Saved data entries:
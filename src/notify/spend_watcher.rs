//! Spend watcher half of C6: a 30-second tick over the `NotConfirmed`
//! mirror, publishing a `Notif` once a settled bet's box has actually been
//! spent on-chain (spec.md §4.6).

use std::sync::Arc;
use std::time::Duration;

use tokio_util::sync::CancellationToken;
use tracing::{info, warn};

use crate::chain::ChainClient;
use crate::domain::Notif;
use crate::errors::NotifyError;
use crate::kv::keys::parse_not_confirmed_entry;
use crate::kv::BetRepository;

use super::NotConfirmedSet;
use crate::bus::MessageBus;

const TICK_INTERVAL: Duration = Duration::from_secs(30);
const TOKEN_NAME: &str = "OWL";

pub struct SpendWatcher {
    chain: Arc<dyn ChainClient>,
    bus: Arc<dyn MessageBus>,
    repo: BetRepository,
    not_confirmed: Arc<NotConfirmedSet>,
}

impl SpendWatcher {
    pub fn new(
        chain: Arc<dyn ChainClient>,
        bus: Arc<dyn MessageBus>,
        repo: BetRepository,
        not_confirmed: Arc<NotConfirmedSet>,
    ) -> Self {
        Self {
            chain,
            bus,
            repo,
            not_confirmed,
        }
    }

    pub async fn run(&self, cancel: CancellationToken) {
        info!("spend watcher loop starting");
        loop {
            tokio::select! {
                _ = cancel.cancelled() => {
                    info!("spend watcher received cancellation");
                    break;
                }
                _ = tokio::time::sleep(TICK_INTERVAL) => {}
            }
            self.tick(&cancel).await;
        }
    }

    async fn tick(&self, cancel: &CancellationToken) {
        for entry in self.not_confirmed.snapshot() {
            if cancel.is_cancelled() {
                return;
            }
            if let Err(e) = self.process_entry(&entry).await {
                warn!(entry, error = %e, "spend check failed, retrying next tick");
            }
        }
    }

    /// Returns `Ok(())` whether or not the box turned out to be spent this
    /// tick — only genuine failures (chain/kv/bus errors, malformed state)
    /// leave the entry in place for retry.
    async fn process_entry(&self, entry: &str) -> Result<(), NotifyError> {
        let (notif_type, box_id, player_addr) = parse_not_confirmed_entry(entry)
            .ok_or_else(|| NotifyError::MalformedEntry(entry.to_string()))?;

        if self.chain.get_utxo_box(box_id).await?.is_some() {
            // Still unspent; nothing to do yet.
            return Ok(());
        }

        let bet = self
            .repo
            .find(box_id, player_addr)
            .await?
            .ok_or_else(|| NotifyError::MissingBet(entry.to_string()))?;
        let tx_id = bet.tx_id.clone().unwrap_or_default();

        let notif = Notif {
            notif_type: notif_type.to_string(),
            address: player_addr.to_string(),
            amount: bet.winner_amt.clone(),
            token_name: TOKEN_NAME.to_string(),
            txid: tx_id,
        };
        let payload = serde_json::to_vec(&notif).map_err(|e| {
            NotifyError::MalformedEntry(format!("could not serialize notif for {entry}: {e}"))
        })?;

        self.bus.publish("notif.payouts", payload).await?;

        self.not_confirmed.remove(entry);
        self.repo.mark_confirmed(box_id, player_addr).await?;

        info!(box_id, player_addr, "bet box spent, notification published");
        Ok(())
    }
}

#[cfg(test)]
mod tests {
    use super::*;
    use crate::bus::InMemoryMessageBus;
    use crate::chain::InMemoryChainClient;
    use crate::domain::Subgame;
    use crate::kv::{InMemoryKvStore, KvStore};
    use futures::StreamExt;

    #[tokio::test]
    async fn spend_detected_publishes_notif_and_marks_confirmed() {
        let mem_chain = Arc::new(InMemoryChainClient::new());
        mem_chain
            .boxes
            .lock()
            .unwrap()
            .insert("BOX1".to_string(), crate::chain::ErgUtxoBox {
                box_id: "BOX1".to_string(),
                assets: vec![],
                additional_registers: Default::default(),
                ergo_tree: "roulette_tree".to_string(),
            });
        let chain: Arc<dyn ChainClient> = mem_chain.clone();
        let bus: Arc<dyn MessageBus> = Arc::new(InMemoryMessageBus::new());
        let kv: Arc<dyn KvStore> = Arc::new(InMemoryKvStore::new());
        let repo = BetRepository::new(kv.clone());

        repo.create_observed("BOX1", "P", Subgame::Exact, 17, "50", "00000117")
            .await
            .unwrap();
        repo.mark_settled("BOX1", "P", "P", "tx1").await.unwrap();

        let not_confirmed = Arc::new(NotConfirmedSet::new());
        not_confirmed.sync_from_kv(&kv).await.unwrap();
        assert_eq!(not_confirmed.snapshot(), vec!["roulette:BOX1:P".to_string()]);

        let watcher = SpendWatcher::new(chain.clone(), bus.clone(), repo, not_confirmed.clone());

        // Box still unspent: nothing changes.
        watcher.tick(&CancellationToken::new()).await;
        assert_eq!(not_confirmed.snapshot().len(), 1);

        // Spend the box; the next tick should notice, publish, and confirm.
        mem_chain.spend_box("BOX1");

        let mut notifs = bus.subscribe("notif.payouts").await.unwrap();
        watcher.tick(&CancellationToken::new()).await;

        assert!(not_confirmed.snapshot().is_empty());
        let msg = tokio::time::timeout(Duration::from_secs(1), notifs.next())
            .await
            .unwrap()
            .unwrap();
        let notif: Notif = serde_json::from_slice(&msg.payload).unwrap();
        assert_eq!(notif.address, "P");
        assert_eq!(notif.txid, "tx1");
    }
}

- Exercise -
Write out, word for word, the lines from the one containing "unspent: nothing changes." through the end of the records, with no other lines.

- Response -
        // Box still unspent: nothing changes.
        watcher.tick(&CancellationToken::new()).await;
        assert_eq!(not_confirmed.snapshot().len(), 1);

        // Spend the box; the next tick should notice, publish, and confirm.
        mem_chain.spend_box("BOX1");

        let mut notifs = bus.subscribe("notif.payouts").await.unwrap();
        watcher.tick(&CancellationToken::new()).await;

        assert!(not_confirmed.snapshot().is_empty());
        let msg = tokio::time::timeout(Duration::from_secs(1), notifs.next())
            .await
            .unwrap()
            .unwrap();
        let notif: Notif = serde_json::from_slice(&msg.payload).unwrap();
        assert_eq!(notif.address, "P");
        assert_eq!(notif.txid, "tx1");
    }
}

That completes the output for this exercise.